I’d like to see specific examples where people think functional claiming is a problem. So, a functional claim and then an accused device that you believe should be held to infringe.
This case just reinforces the obvious – one cannot simply take the fact that a machine will do all the processing you tell it to and use that to support a claim to anything on a computer.
The actual test (which the federal circuit is looping around to the long way round) is that Aristocrat applies to all language. When a claim is directed to functional goalposts it is claiming an abstract idea with no limitation on how to get there. Consequently it has 101 problems (claims an abstract idea), 112 1st problems (does not enable or possess the full scope of the idea) and 112 2nd problems (novelty cannot be claimed functionally). The Supreme Court was here 70 years ago if not sooner, and some poor decisions have waylaid the Federal Circuit.
What I say when I mean Aristocrat applies to all language is that in order for a patent to be validly asserted against a defendant, the patent must describe an algorithm of sufficient specificity that one of ordinary skill would immediately know the structure of the steps taken to get there for all parts of the program.
A claim to a novel function violates 101 and 112, 2nd.
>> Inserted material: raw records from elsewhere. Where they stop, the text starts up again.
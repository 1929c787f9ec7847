//! Generates `constants.rs` from an optional `trimode.toml`.
//!
//! Lookup order: `TRIMODE_CONFIG_PATH`, then `trimode.toml` next to the workspace
//! `Cargo.toml`, then built-in defaults. Every key is optional.

use std::env;
use std::fmt::Write as _;
use std::fs;
use std::path::PathBuf;

use serde_derive::Deserialize;

#[derive(Deserialize, Default)]
#[serde(deny_unknown_fields)]
struct TrimodeToml {
    #[serde(default)]
    queue: QueueToml,
    #[serde(default)]
    debounce: DebounceToml,
    #[serde(default)]
    link: LinkToml,
}

#[derive(Deserialize)]
#[serde(deny_unknown_fields, default)]
struct QueueToml {
    mode_event_queue_size: usize,
    link_event_queue_size: usize,
}

impl Default for QueueToml {
    fn default() -> Self {
        Self {
            mode_event_queue_size: 4,
            link_event_queue_size: 8,
        }
    }
}

#[derive(Deserialize)]
#[serde(deny_unknown_fields, default)]
struct DebounceToml {
    tick_ms: u64,
    insert_confirm_samples: u8,
    insert_max_ticks: u8,
    remove_confirm_samples: u8,
    remove_max_ticks: u8,
}

impl Default for DebounceToml {
    fn default() -> Self {
        Self {
            tick_ms: 50,
            insert_confirm_samples: 5,
            insert_max_ticks: 40,
            remove_confirm_samples: 6,
            remove_max_ticks: 60,
        }
    }
}

#[derive(Deserialize)]
#[serde(deny_unknown_fields, default)]
struct LinkToml {
    connect_interval_us: u32,
    heartbeat_interval_us: u32,
    tx_power_dbm: i8,
    pair_attempts_max: u8,
    reconnect_attempts_max: u8,
    no_activity_timeout_ms: u64,
    no_activity_reconnect_threshold: u8,
}

impl Default for LinkToml {
    fn default() -> Self {
        Self {
            connect_interval_us: 1000,
            heartbeat_interval_us: 250_000,
            tx_power_dbm: 4,
            pair_attempts_max: 30,
            reconnect_attempts_max: 4,
            no_activity_timeout_ms: 1000,
            no_activity_reconnect_threshold: 2,
        }
    }
}

fn config_path() -> Option<PathBuf> {
    if let Ok(path) = env::var("TRIMODE_CONFIG_PATH") {
        return Some(PathBuf::from(path));
    }
    let manifest_dir = PathBuf::from(env::var("CARGO_MANIFEST_DIR").ok()?);
    let candidate = manifest_dir.parent()?.join("trimode.toml");
    candidate.exists().then_some(candidate)
}

fn check(config: &TrimodeToml) -> Result<(), String> {
    let q = &config.queue;
    if q.mode_event_queue_size == 0 || q.link_event_queue_size == 0 {
        return Err("queue sizes must be at least 1".into());
    }
    let d = &config.debounce;
    if d.tick_ms == 0 {
        return Err("debounce.tick_ms must be non-zero".into());
    }
    if d.insert_confirm_samples == 0 || d.insert_confirm_samples > d.insert_max_ticks {
        return Err("debounce.insert_confirm_samples must be in 1..=insert_max_ticks".into());
    }
    if d.remove_confirm_samples == 0 || d.remove_confirm_samples > d.remove_max_ticks {
        return Err("debounce.remove_confirm_samples must be in 1..=remove_max_ticks".into());
    }
    let l = &config.link;
    if l.pair_attempts_max == 0 || l.reconnect_attempts_max == 0 {
        return Err("link retry caps must be at least 1".into());
    }
    if l.no_activity_timeout_ms == 0 {
        return Err("link.no_activity_timeout_ms must be non-zero".into());
    }
    Ok(())
}

fn main() {
    println!("cargo:rerun-if-env-changed=TRIMODE_CONFIG_PATH");
    println!("cargo:rerun-if-changed=build.rs");

    let config = match config_path() {
        Some(path) => {
            println!("cargo:rerun-if-changed={}", path.display());
            let text = fs::read_to_string(&path)
                .unwrap_or_else(|e| panic!("failed to read {}: {}", path.display(), e));
            toml::from_str::<TrimodeToml>(&text)
                .unwrap_or_else(|e| panic!("failed to parse {}: {}", path.display(), e))
        }
        None => TrimodeToml::default(),
    };

    if let Err(msg) = check(&config) {
        panic!("invalid trimode configuration: {}", msg);
    }

    let mut out = String::new();
    let q = &config.queue;
    let d = &config.debounce;
    let l = &config.link;
    let _ = writeln!(out, "// Generated by build.rs, do not edit.");
    let _ = writeln!(out, "pub const MODE_EVENT_QUEUE_SIZE: usize = {};", q.mode_event_queue_size);
    let _ = writeln!(out, "pub const LINK_EVENT_QUEUE_SIZE: usize = {};", q.link_event_queue_size);
    let _ = writeln!(out, "pub(crate) const DEBOUNCE_TICK_MS: u64 = {};", d.tick_ms);
    let _ = writeln!(out, "pub(crate) const INSERT_CONFIRM_SAMPLES: u8 = {};", d.insert_confirm_samples);
    let _ = writeln!(out, "pub(crate) const INSERT_MAX_TICKS: u8 = {};", d.insert_max_ticks);
    let _ = writeln!(out, "pub(crate) const REMOVE_CONFIRM_SAMPLES: u8 = {};", d.remove_confirm_samples);
    let _ = writeln!(out, "pub(crate) const REMOVE_MAX_TICKS: u8 = {};", d.remove_max_ticks);
    let _ = writeln!(out, "pub(crate) const CONNECT_INTERVAL_US: u32 = {};", l.connect_interval_us);
    let _ = writeln!(out, "pub(crate) const HEARTBEAT_INTERVAL_US: u32 = {};", l.heartbeat_interval_us);
    let _ = writeln!(out, "pub(crate) const TX_POWER_DBM: i8 = {};", l.tx_power_dbm);
    let _ = writeln!(out, "pub(crate) const PAIR_ATTEMPTS_MAX: u8 = {};", l.pair_attempts_max);
    let _ = writeln!(out, "pub(crate) const RECONNECT_ATTEMPTS_MAX: u8 = {};", l.reconnect_attempts_max);
    let _ = writeln!(out, "pub(crate) const NO_ACTIVITY_TIMEOUT_MS: u64 = {};", l.no_activity_timeout_ms);
    let _ = writeln!(
        out,
        "pub(crate) const NO_ACTIVITY_RECONNECT_THRESHOLD: u8 = {};",
        l.no_activity_reconnect_threshold
    );

    let out_dir = PathBuf::from(env::var("OUT_DIR").expect("OUT_DIR is set by cargo"));
    fs::write(out_dir.join("constants.rs"), out).expect("failed to write constants.rs");
}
The failure to disclose every means of getting to that function violates 112, 1st. Consequently, unless one discloses the means of achieving each part of the program and those parts match up (at least in an equivalent manner) to the infringer’s program means that an infringer will always have a Lizardtech or Abbvie defense to a limitation, or even a Wabash or Alice defense before that. You cannot simply say “Function F was known in the art” and rely upon that to protect your claim, and you certainly can’t (as even the Federal Circuit seems to be getting this now) say “One of ordinary skill could figure out how to do F so I claim F.” It simply does not matter that one way of doing something is known or can be achieved when the scope is directed to all ways of achieving something.
What is the point of 112-2? The EPC manages OK without it. Take the set consisting of eligibility, novelty, obviousness, enablement. Isnt that enough to despatch into oblivion any claim that is bad?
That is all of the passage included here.